• _WORK INSTRUCTIONS_: Find each line in the records below that contains the word "repositories", and copy it out.

• _RECORDS TO USE_:
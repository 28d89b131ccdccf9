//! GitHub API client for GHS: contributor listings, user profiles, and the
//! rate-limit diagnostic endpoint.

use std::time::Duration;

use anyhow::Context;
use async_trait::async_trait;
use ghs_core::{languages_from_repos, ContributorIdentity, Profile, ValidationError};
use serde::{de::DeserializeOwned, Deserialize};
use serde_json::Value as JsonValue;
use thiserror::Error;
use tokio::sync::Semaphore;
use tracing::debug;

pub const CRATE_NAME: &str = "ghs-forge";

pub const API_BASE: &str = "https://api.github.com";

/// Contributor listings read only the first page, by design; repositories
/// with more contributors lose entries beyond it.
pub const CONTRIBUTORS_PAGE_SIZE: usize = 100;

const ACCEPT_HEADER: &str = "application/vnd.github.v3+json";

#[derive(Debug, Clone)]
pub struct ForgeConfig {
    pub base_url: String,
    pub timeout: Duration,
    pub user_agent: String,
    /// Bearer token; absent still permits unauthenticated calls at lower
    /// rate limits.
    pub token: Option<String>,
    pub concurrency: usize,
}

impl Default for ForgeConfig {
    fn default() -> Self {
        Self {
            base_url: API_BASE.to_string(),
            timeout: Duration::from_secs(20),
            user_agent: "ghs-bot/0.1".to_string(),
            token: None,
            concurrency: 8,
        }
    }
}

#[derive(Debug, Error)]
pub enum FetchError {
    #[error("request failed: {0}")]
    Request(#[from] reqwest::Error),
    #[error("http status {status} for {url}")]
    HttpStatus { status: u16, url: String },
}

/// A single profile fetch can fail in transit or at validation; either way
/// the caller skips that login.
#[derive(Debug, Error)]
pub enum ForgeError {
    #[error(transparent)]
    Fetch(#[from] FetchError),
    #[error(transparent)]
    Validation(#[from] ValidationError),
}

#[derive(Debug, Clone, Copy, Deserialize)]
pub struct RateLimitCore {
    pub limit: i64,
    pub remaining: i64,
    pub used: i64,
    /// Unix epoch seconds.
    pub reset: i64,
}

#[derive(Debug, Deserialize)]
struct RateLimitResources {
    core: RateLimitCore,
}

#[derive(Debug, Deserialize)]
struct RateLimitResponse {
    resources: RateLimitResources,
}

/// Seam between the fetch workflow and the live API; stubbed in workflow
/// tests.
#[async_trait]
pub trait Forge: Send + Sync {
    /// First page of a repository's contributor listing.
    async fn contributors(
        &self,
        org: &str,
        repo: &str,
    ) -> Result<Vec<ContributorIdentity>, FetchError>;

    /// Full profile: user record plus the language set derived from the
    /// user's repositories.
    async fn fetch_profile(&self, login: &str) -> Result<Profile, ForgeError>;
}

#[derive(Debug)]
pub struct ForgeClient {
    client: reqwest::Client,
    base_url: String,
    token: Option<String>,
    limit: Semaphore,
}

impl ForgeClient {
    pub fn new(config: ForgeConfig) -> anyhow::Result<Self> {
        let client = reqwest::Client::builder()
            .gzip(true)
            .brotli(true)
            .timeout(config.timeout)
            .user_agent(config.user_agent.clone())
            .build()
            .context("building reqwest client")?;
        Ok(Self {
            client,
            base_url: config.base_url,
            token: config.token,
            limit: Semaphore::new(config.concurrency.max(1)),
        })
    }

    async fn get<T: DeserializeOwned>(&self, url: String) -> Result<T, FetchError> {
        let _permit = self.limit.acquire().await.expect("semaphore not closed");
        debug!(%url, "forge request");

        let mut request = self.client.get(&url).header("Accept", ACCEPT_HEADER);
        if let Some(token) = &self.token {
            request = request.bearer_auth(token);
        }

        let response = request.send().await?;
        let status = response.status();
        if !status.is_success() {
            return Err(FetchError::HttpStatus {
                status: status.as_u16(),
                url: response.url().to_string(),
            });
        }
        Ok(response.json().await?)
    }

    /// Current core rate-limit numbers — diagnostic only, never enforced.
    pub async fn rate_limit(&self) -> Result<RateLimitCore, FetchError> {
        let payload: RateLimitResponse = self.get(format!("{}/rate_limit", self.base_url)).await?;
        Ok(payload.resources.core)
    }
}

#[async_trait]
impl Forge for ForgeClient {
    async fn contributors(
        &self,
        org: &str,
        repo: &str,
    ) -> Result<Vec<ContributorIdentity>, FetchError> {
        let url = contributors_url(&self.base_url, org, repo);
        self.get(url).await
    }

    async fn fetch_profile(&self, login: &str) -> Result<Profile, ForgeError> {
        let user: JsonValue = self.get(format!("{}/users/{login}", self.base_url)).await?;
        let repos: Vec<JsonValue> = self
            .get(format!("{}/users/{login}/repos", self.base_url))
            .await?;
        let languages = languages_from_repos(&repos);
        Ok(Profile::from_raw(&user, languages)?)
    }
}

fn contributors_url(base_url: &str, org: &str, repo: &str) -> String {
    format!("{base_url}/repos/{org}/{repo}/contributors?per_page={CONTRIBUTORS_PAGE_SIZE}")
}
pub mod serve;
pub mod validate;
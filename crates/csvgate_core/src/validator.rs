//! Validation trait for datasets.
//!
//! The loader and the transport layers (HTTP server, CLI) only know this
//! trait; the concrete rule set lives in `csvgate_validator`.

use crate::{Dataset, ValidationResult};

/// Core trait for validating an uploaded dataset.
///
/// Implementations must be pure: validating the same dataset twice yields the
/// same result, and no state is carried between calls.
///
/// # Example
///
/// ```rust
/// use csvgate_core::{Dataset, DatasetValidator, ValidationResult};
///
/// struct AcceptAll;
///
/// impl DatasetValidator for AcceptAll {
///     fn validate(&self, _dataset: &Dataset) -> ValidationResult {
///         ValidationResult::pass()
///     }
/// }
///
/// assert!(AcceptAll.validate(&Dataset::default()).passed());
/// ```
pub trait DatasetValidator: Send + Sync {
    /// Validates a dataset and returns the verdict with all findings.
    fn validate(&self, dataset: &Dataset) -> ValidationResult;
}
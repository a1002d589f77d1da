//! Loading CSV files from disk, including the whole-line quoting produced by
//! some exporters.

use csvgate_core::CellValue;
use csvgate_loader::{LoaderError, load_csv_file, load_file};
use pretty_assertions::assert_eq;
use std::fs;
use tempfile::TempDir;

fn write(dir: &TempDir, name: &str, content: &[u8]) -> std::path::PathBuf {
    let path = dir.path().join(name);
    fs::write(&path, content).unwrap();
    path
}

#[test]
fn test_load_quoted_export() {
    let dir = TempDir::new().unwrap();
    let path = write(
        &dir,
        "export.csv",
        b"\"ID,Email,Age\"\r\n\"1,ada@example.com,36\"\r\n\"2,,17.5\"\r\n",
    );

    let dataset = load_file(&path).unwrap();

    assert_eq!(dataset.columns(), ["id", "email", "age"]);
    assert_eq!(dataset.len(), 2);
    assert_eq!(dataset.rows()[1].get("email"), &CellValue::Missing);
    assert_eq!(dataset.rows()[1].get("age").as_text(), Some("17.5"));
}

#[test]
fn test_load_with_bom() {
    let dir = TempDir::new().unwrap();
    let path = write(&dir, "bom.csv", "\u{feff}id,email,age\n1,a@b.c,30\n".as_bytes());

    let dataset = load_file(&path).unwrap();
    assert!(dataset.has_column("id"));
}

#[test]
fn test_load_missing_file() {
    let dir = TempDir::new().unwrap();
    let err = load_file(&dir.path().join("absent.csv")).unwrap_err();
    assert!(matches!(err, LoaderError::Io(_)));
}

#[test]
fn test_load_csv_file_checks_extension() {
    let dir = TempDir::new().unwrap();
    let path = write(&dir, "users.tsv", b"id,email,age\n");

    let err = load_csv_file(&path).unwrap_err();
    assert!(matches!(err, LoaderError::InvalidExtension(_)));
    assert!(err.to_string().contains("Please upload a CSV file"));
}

• _SOLVED PROBLEM_:
/// Contributor listings read only the first page, by design; repositories
    /// user's repositories.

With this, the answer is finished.